Chamber Music on the Hill presents Gershwin's story as told through his music

Chamber Music on the Hill presents Gershwin's story as told through his music
Chamber Music on the Hill will host the American Music Theatre Artists' performance of "By George! By Ira! By Gershwin!" on March 10. (Courtesy Photo)

The ensemble musicians of the American Music Theatre Artists will present “By George! By Ira! By Gershwin!” in a concert hosted by Chamber Music on the Hill (CMOTH).

The quartet will present the story of George Gershwin alongside narratives about his life and text and visuals that will be projected behind the musicians.


“Carolyn [Black-Sotir, vocalist] and ensemble capture the Gershwin spirit — vibrant, brash, bold, and uniquely American,” according to a news release from CMOTH.

The program was first toured widely in 1998 to celebrate Gershwin’s 100th birthday. The performance in Westminster is close to the roots of the quartet, which is based in the Baltimore area.

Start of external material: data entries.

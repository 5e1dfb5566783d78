//! Per-account balance registers
//!
//! A [`Register`] is the sorted sequence of balance snapshots hledger prints
//! for one account query. [`Register::fill`] aligns it onto a target date
//! sequence using an account-lifecycle policy: gaps between known entries
//! carry a balance, dates before the first entry are not invented, and a
//! balance that reaches zero is treated as a closed account.

mod fill;

pub use fill::FillState;

use anyhow::{Context, Result};
use chrono::NaiveDate;
use csv::ReaderBuilder;
use rust_decimal::Decimal;
use std::fmt;
use std::str::FromStr;
use tracing::debug;

use crate::error::FinmetricsError;
use crate::ledger::parse_amount;

/// Market value of one unit of a commodity at a date.
pub trait CommodityValuer {
    fn value(&self, commodity: &str, date: NaiveDate) -> Decimal;
}

/// A commodity amount, e.g. `12.5 AAPL`.
#[derive(Debug, Clone, PartialEq, Eq)]
pub struct Balance {
    pub amount: Decimal,
    pub commodity: String,
}

impl FromStr for Balance {
    type Err = FinmetricsError;

    fn from_str(s: &str) -> Result<Self, Self::Err> {
        let (amount, commodity) = parse_amount(s)?;
        Ok(Balance { amount, commodity })
    }
}

impl fmt::Display for Balance {
    fn fmt(&self, f: &mut fmt::Formatter<'_>) -> fmt::Result {
        write!(f, "{} {}", self.amount, self.commodity)
    }
}

/// Balances of an account at the end of a date.
#[derive(Debug, Clone, PartialEq, Eq)]
pub struct RegisterRow {
    pub date: NaiveDate,
    pub balances: Vec<Balance>,
}

impl RegisterRow {
    pub fn new(date: NaiveDate, balances: Vec<Balance>) -> Self {
        Self { date, balances }
    }

    /// Sum of every balance valued at this row's date
    pub fn value<V: CommodityValuer + ?Sized>(&self, valuer: &V) -> Decimal {
        self.balances
            .iter()
            .map(|b| b.amount * valuer.value(&b.commodity, self.date))
            .sum()
    }

    /// Copy of this row stamped with another date
    pub fn restamp(&self, date: NaiveDate) -> Self {
        Self {
            date,
            balances: self.balances.clone(),
        }
    }
}

/// Balance snapshots for a particular account, sorted by date.
#[derive(Debug, Clone, PartialEq, Eq)]
pub struct Register {
    account: String,
    rows: Vec<RegisterRow>,
}

impl Register {
    /// Build a register from snapshots in any order.
    ///
    /// When several snapshots share a date only the last one is kept, since
    /// it holds the end-of-day balance.
    pub fn new(account: impl Into<String>, mut rows: Vec<RegisterRow>) -> Self {
        rows.sort_by_key(|r| r.date);

        let mut collapsed: Vec<RegisterRow> = Vec::with_capacity(rows.len());
        for row in rows {
            match collapsed.last_mut() {
                Some(last) if last.date == row.date => *last = row,
                _ => collapsed.push(row),
            }
        }

        Self {
            account: account.into(),
            rows: collapsed,
        }
    }

    /// Parse `hledger register -O tsv` output.
    ///
    /// Columns are `txnidx, date, code, description, account, amount, total`;
    /// the running total column becomes the row balances.
    pub fn from_tsv(account: impl Into<String>, tsv: &str) -> Result<Self> {
        let mut reader = ReaderBuilder::new()
            .delimiter(b'\t')
            .has_headers(true)
            .flexible(true)
            .from_reader(tsv.as_bytes());

        let mut rows = Vec::new();
        for (idx, record) in reader.records().enumerate() {
            let record = record.context("Failed to read register row")?;
            let line = idx + 2;

            let date = record
                .get(1)
                .ok_or_else(|| FinmetricsError::Parse(format!("line {}: missing date", line)))?;
            let date = NaiveDate::parse_from_str(date.trim(), "%Y-%m-%d").map_err(|e| {
                FinmetricsError::Parse(format!("line {}: invalid date '{}': {}", line, date, e))
            })?;

            let total = record
                .get(6)
                .ok_or_else(|| FinmetricsError::Parse(format!("line {}: missing total", line)))?;
            let balances = total
                .split(", ")
                .map(str::parse::<Balance>)
                .collect::<Result<Vec<_>, _>>()
                .with_context(|| format!("Invalid register total on line {}", line))?;

            rows.push(RegisterRow::new(date, balances));
        }

        let register = Self::new(account, rows);
        debug!(
            "Parsed {} register rows for {}",
            register.rows.len(),
            register.account
        );
        Ok(register)
    }

    pub fn account(&self) -> &str {
        &self.account
    }

    pub fn rows(&self) -> &[RegisterRow] {
        &self.rows
    }

    pub fn is_empty(&self) -> bool {
        self.rows.is_empty()
    }

    /// Replace the rows with a version aligned onto `dates` (sorted ascending).
    ///
    /// - dates before the first snapshot produce nothing
    /// - a date between snapshots is filled with a copy of the *next*
    ///   snapshot, unless that snapshot is valued at zero
    /// - real snapshots between target dates are copied through
    /// - dates after the last snapshot carry it forward, unless it is valued
    ///   at zero, in which case filling stops
    ///
    /// Empty rows or empty `dates` leave the register untouched.
    pub fn fill<V: CommodityValuer + ?Sized>(&mut self, dates: &[NaiveDate], valuer: &V) {
        if self.rows.is_empty() || dates.is_empty() {
            return;
        }

        let filled = fill::RegisterFiller::new(&self.rows, dates, valuer).run();
        debug!(
            "Filled register {} from {} to {} rows over {} dates",
            self.account,
            self.rows.len(),
            filled.len(),
            dates.len()
        );
        self.rows = filled;
    }
}

impl fmt::Display for Register {
    fn fmt(&self, f: &mut fmt::Formatter<'_>) -> fmt::Result {
        write!(f, "{} ({} rows)", self.account, self.rows.len())
    }
}

#[cfg(test)]
mod tests {
    use super::*;
    use rust_decimal_macros::dec;
    use std::collections::HashMap;

    /// Fixed unit prices; anything unknown is worth one
    struct Prices(HashMap<&'static str, Decimal>);

    impl CommodityValuer for Prices {
        fn value(&self, commodity: &str, _date: NaiveDate) -> Decimal {
            self.0.get(commodity).copied().unwrap_or(Decimal::ONE)
        }
    }

    fn d(day: u32) -> NaiveDate {
        NaiveDate::from_ymd_opt(2024, 1, day).unwrap()
    }

    fn usd(amount: Decimal) -> Balance {
        Balance {
            amount,
            commodity: "USD".to_string(),
        }
    }

    fn row(day: u32, amount: Decimal) -> RegisterRow {
        RegisterRow::new(d(day), vec![usd(amount)])
    }

    fn values(register: &Register) -> Vec<(NaiveDate, Decimal)> {
        let prices = Prices(HashMap::new());
        register
            .rows()
            .iter()
            .map(|r| (r.date, r.value(&prices)))
            .collect()
    }

    fn days(from: u32, to: u32) -> Vec<NaiveDate> {
        (from..=to).map(d).collect()
    }

    #[test]
    fn test_balance_parsing() {
        let b: Balance = "12.5 AAPL".parse().unwrap();
        assert_eq!(b.amount, dec!(12.5));
        assert_eq!(b.commodity, "AAPL");

        let b: Balance = "-3".parse().unwrap();
        assert_eq!(b, usd(dec!(-3)));

        assert!("abc USD".parse::<Balance>().is_err());
    }

    #[test]
    fn test_row_value_uses_valuer() {
        let prices = Prices(HashMap::from([("AAPL", dec!(100))]));
        let r = RegisterRow::new(
            d(1),
            vec![
                usd(dec!(5)),
                Balance {
                    amount: dec!(2),
                    commodity: "AAPL".to_string(),
                },
            ],
        );
        assert_eq!(r.value(&prices), dec!(205));
    }

    #[test]
    fn test_new_sorts_and_keeps_last_row_per_date() {
        let register = Register::new(
            "assets:bank",
            vec![row(3, dec!(30)), row(1, dec!(10)), row(3, dec!(35))],
        );
        assert_eq!(values(&register), vec![(d(1), dec!(10)), (d(3), dec!(35))]);
    }

    #[test]
    fn test_from_tsv() {
        let tsv = "txnidx\tdate\tcode\tdescription\taccount\tamount\ttotal\n\
                   1\t2024-01-01\t\tOpening\tassets:bank\t100 USD\t100 USD\n\
                   2\t2024-01-03\t\tBuy\tassets:bank\t2 AAPL\t100 USD, 2 AAPL\n";
        let register = Register::from_tsv("assets:bank", tsv).unwrap();

        assert_eq!(register.account(), "assets:bank");
        assert_eq!(register.rows().len(), 2);
        assert_eq!(register.rows()[1].balances.len(), 2);
        assert_eq!(register.rows()[1].balances[1].commodity, "AAPL");
    }

    #[test]
    fn test_from_tsv_rejects_bad_date() {
        let tsv = "txnidx\tdate\tcode\tdescription\taccount\tamount\ttotal\n\
                   1\t01/02/2024\t\tx\tassets:bank\t1\t1\n";
        assert!(Register::from_tsv("assets:bank", tsv).is_err());
    }

    #[test]
    fn test_fill_carries_last_non_zero_balance_forward() {
        let mut register = Register::new("a", vec![row(1, dec!(10))]);
        register.fill(&days(1, 4), &Prices(HashMap::new()));

        assert_eq!(
            values(&register),
            vec![
                (d(1), dec!(10)),
                (d(2), dec!(10)),
                (d(3), dec!(10)),
                (d(4), dec!(10)),
            ]
        );
    }

    #[test]
    fn test_fill_does_not_invent_leading_rows() {
        let mut register = Register::new("a", vec![row(3, dec!(10)), row(4, dec!(12))]);
        register.fill(&days(1, 4), &Prices(HashMap::new()));

        assert_eq!(values(&register), vec![(d(3), dec!(10)), (d(4), dec!(12))]);
    }

    #[test]
    fn test_fill_between_rows_copies_next_row() {
        let mut register = Register::new("a", vec![row(1, dec!(5)), row(4, dec!(8))]);
        register.fill(&days(1, 4), &Prices(HashMap::new()));

        assert_eq!(
            values(&register),
            vec![
                (d(1), dec!(5)),
                (d(2), dec!(8)),
                (d(3), dec!(8)),
                (d(4), dec!(8)),
            ]
        );
    }

    #[test]
    fn test_fill_stops_after_zero_balance() {
        let mut register = Register::new("a", vec![row(1, dec!(5)), row(3, dec!(0))]);
        register.fill(&days(1, 5), &Prices(HashMap::new()));

        assert_eq!(values(&register), vec![(d(1), dec!(5)), (d(3), dec!(0))]);
    }

    #[test]
    fn test_fill_passes_through_rows_between_sparse_dates() {
        let mut register = Register::new(
            "a",
            vec![row(1, dec!(1)), row(2, dec!(2)), row(3, dec!(3)), row(6, dec!(6))],
        );
        register.fill(&[d(1), d(6)], &Prices(HashMap::new()));

        assert_eq!(
            values(&register),
            vec![
                (d(1), dec!(1)),
                (d(2), dec!(2)),
                (d(3), dec!(3)),
                (d(6), dec!(6)),
            ]
        );
    }

    #[test]
    fn test_fill_values_with_market_prices() {
        // 2 AAPL is worth zero once the price drops to zero
        let prices = Prices(HashMap::from([("AAPL", dec!(0))]));
        let mut register = Register::new(
            "a",
            vec![RegisterRow::new(
                d(1),
                vec![Balance {
                    amount: dec!(2),
                    commodity: "AAPL".to_string(),
                }],
            )],
        );
        register.fill(&days(1, 3), &prices);

        assert_eq!(register.rows().len(), 1);
    }

    #[test]
    fn test_fill_empty_inputs_are_noops() {
        let mut empty = Register::new("a", Vec::new());
        empty.fill(&days(1, 3), &Prices(HashMap::new()));
        assert!(empty.is_empty());

        let mut register = Register::new("a", vec![row(2, dec!(1))]);
        let before = register.clone();
        register.fill(&[], &Prices(HashMap::new()));
        assert_eq!(register, before);
    }
}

The members of the ensemble are Carolyn Black-Sotir, host/soprano; R. Timothy McReynolds, piano/tenor; Arno Drucker, piano; and Tom Williams, bass.

The performance will be held Sunday, March 10 at 3:30 p.m. in The Scott Center at Carroll Community College, at 1601 Washington Road in Westminster.

Tickets are $15 for general admission, or $10 for ages 60 and older and veterans. Admission for students at any level is free.

John W. Holbert, chair of the Board of Directors, said of Gershwin’s work, “It’s a kind of music that’s extremely accessible because of of its rhythmic energy and the beautiful melody of the songs.”

Especially in his opera “Porgy and Bess,” a strong jazz influence contributes a very American sound, said David Kreider, CMOTH artistic director.

The performance is a chance for fans of Gershwin to hear his famous works performed with the intimacy of a four-person ensemble. But it is also a chance for those new and old to his work alike to learn about the story of his rise to a influential American composer whose work is still revered today, Holbert said.

In an era where reproducing music was difficult, Gershwin was finding his audience playing in Tin Pan Alley. By the time of his death in 1937, he was working in Hollywood writing scores.

The mission of CMOTH is to expose as many people to the form as possible by bringing the music into their community at cheaper ticket prices than it would be in bigger cities, Holbert said.

“The intimacy of being there with four musicians and the music they will present … People will be in awe of what they are able to do.”